The Jewel in the Crown

Every so often, I crave a book about India.  I think that subconsciously I'm trying to re-live A Suitable Boy, for me the most perfect novel ever written.  I loved that book, from the opening scene to the last.  And it gave me a thirst for more about that extraordinary country, although I have yet to find another novel that comes even close to Vikram Seth's.

I remember my mother watching the television series of The Jewel in the Crown when I was small, though I never saw it myself.  And despite the almost offputtingly hideous new covers Random House have seen fit to dress Paul Scott's Raj Quartet in, I decided to give it a go.

It started well, despite its sordid subject matter: the rape of a white woman by a gang of Indian men, at a time when Ghandi's actions were throwing the politics of Indian rule into chaos.  These two tenets parallel each other throughout the story, which is told in various voices, each chapter being a different characters' version of the same events.

I loved the first chapter, Miss Crane's story.  I came close to 'feeling' India in the pages, as I did when I first read A Suitable Boy, although this is a more British India, and one less rich for that.

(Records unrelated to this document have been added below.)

use crate::errors::{Groth16Error, Result};
use std::sync::{
    atomic::{AtomicBool, Ordering},
    Arc,
};

/// A shared flag that long-running setup and proving calls poll between
/// phases. Clones observe the same flag.
#[derive(Clone, Debug, Default)]
pub struct CancellationToken(Arc<AtomicBool>);

impl CancellationToken {
    /// Create a token that is not cancelled.
    pub fn new() -> Self {
        Self::default()
    }

    /// Request cancellation.
    pub fn cancel(&self) {
        self.0.store(true, Ordering::SeqCst);
    }

    /// Withdraw a cancellation request. Clones see the flag cleared too.
    pub fn reset(&self) {
        self.0.store(false, Ordering::SeqCst);
    }

    /// Return true once cancellation was requested.
    pub fn is_cancelled(&self) -> bool {
        self.0.load(Ordering::SeqCst)
    }

    /// Return `Cancelled` if cancellation was requested.
    pub fn check(&self) -> Result<()> {
        if self.is_cancelled() {
            Err(Groth16Error::Cancelled)
        } else {
            Ok(())
        }
    }
}

#[cfg(test)]
mod test {
    use super::*;

    #[test]
    fn clones_share_the_flag() {
        let token = CancellationToken::new();
        let other = token.clone();
        assert!(token.check().is_ok());
        other.cancel();
        assert!(token.is_cancelled());
        assert_eq!(token.check(), Err(Groth16Error::Cancelled));
    }

    #[test]
    fn reset_clears_every_clone() {
        let token = CancellationToken::new();
        let other = token.clone();
        token.cancel();
        other.reset();
        assert!(!token.is_cancelled());
        assert!(other.check().is_ok());
    }
}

The second chapter, however, lost me a little.  It was all over the place, and hard to piece together. Was this an intentional evocation of Lili Chatterjee's character, or simply a mis-written section of the book?

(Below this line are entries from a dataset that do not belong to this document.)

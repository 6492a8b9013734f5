//! Prime-order groups and the pairing that links them.
use crate::prelude::*;
use ark_std::fmt::Debug;
use serde::{Deserialize, Serialize};

/// A prime-order group, written additively.
pub trait Group:
    Copy
    + Default
    + Debug
    + Eq
    + Serialize
    + for<'de> Deserialize<'de>
    + Neg<Output = Self>
    + for<'a> Add<&'a Self, Output = Self>
    + for<'a> Sub<&'a Self, Output = Self>
    + for<'a> Mul<&'a Self::ScalarType, Output = Self>
    + for<'a> AddAssign<&'a Self>
    + for<'a> SubAssign<&'a Self>
    + Send
    + Sync
{
    /// The scalars acting on the group.
    type ScalarType: Scalar;

    /// Length of the encoding produced by [`Group::to_bytes`].
    const ENCODED_LEN: usize;

    /// The neutral element.
    fn identity() -> Self;

    /// The fixed generator.
    fn generator() -> Self;

    /// `2 * self`.
    fn double(&self) -> Self;

    /// Sample a uniform element.
    fn random<R: CryptoRng + RngCore>(rng: &mut R) -> Self;

    /// Compressed encoding.
    fn to_bytes(&self) -> Vec<u8>;

    /// Decode a compressed encoding, checking that the point lies in the
    /// prime-order subgroup.
    fn from_bytes(bytes: &[u8]) -> Result<Self>;

    /// `sum(scalars[i] * points[i])`. Extra entries of the longer slice are
    /// ignored.
    fn multi_exp(scalars: &[&Self::ScalarType], points: &[&Self]) -> Self;
}

/// A bilinear map `e: G1 x G2 -> Gt`.
pub trait Pairing {
    /// The common scalar field.
    type ScalarField: Scalar;
    /// The first source group.
    type G1: Group<ScalarType = Self::ScalarField>;
    /// The second source group.
    type G2: Group<ScalarType = Self::ScalarField>;
    /// The target group.
    type Gt: Group<ScalarType = Self::ScalarField>;

    /// `e(a, b)`.
    fn pairing(a: &Self::G1, b: &Self::G2) -> Self::Gt;

    /// `sum(e(a[i], b[i]))`, sharing one final exponentiation.
    fn multi_pairing(a: &[Self::G1], b: &[Self::G2]) -> Self::Gt;
}

#[cfg(test)]
pub(crate) mod group_laws {
    use crate::prelude::*;

    pub(crate) fn check_group_laws<G: Group>() {
        let mut rng = test_rng();
        let p = G::random(&mut rng);
        let q = G::random(&mut rng);
        let a = G::ScalarType::random(&mut rng);
        let b = G::ScalarType::random(&mut rng);

        assert_eq!(p.add(&G::identity()), p);
        assert_eq!(p.add(&p.neg()), G::identity());
        assert_eq!(p.double(), p.add(&p));
        assert_eq!(p.add(&q).sub(&q), p);
        assert_eq!(G::generator().mul(&a).add(&G::generator().mul(&b)), G::generator().mul(&(a + b)));

        let mut acc = p;
        acc.add_assign(&q);
        acc.sub_assign(&p);
        assert_eq!(acc, q);
    }

    pub(crate) fn check_multi_exp<G: Group>() {
        assert_eq!(G::multi_exp(&[], &[]), G::identity());

        let mut rng = test_rng();
        let points: Vec<G> = (0..9).map(|_| G::random(&mut rng)).collect();
        let scalars: Vec<G::ScalarType> = (0..9).map(|_| G::ScalarType::random(&mut rng)).collect();
        let expected = points
            .iter()
            .zip(scalars.iter())
            .fold(G::identity(), |acc, (p, s)| acc.add(&p.mul(s)));
        let s: Vec<&G::ScalarType> = scalars.iter().collect();
        let p: Vec<&G> = points.iter().collect();
        assert_eq!(G::multi_exp(&s, &p), expected);

        let zero = G::ScalarType::zero();
        assert_eq!(G::multi_exp(&[&zero], &[&points[0]]), G::identity());
    }

    pub(crate) fn check_encoding<G: Group>() {
        let mut rng = test_rng();
        let p = G::random(&mut rng);
        let bytes = p.to_bytes();
        assert_eq!(bytes.len(), G::ENCODED_LEN);
        assert_eq!(G::from_bytes(&bytes).unwrap(), p);
        assert_eq!(G::from_bytes(&G::identity().to_bytes()).unwrap(), G::identity());
        assert!(G::from_bytes(&bytes[..bytes.len() - 1]).is_err());
    }
}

Sister Ludmila saved it for me though - the third chapter, her story, was wonderful.  The plot skipped along in her short, clipped sentences, and again, one of  the many Indias breathed with life in her words.

From here, it came and went in waves.  The military side of it bored me a little, though it picked up again for the final, and most pertinent, narrative, that of the young woman, Daphne Manners, who was raped.

It's a clever book, political yet plot-driven, exciting yet didactic.  I have not, however, been compelled to read the second book in the quartet, though I'll not altogether count out a return to its world.  I might sum it up as inconsistently excellent.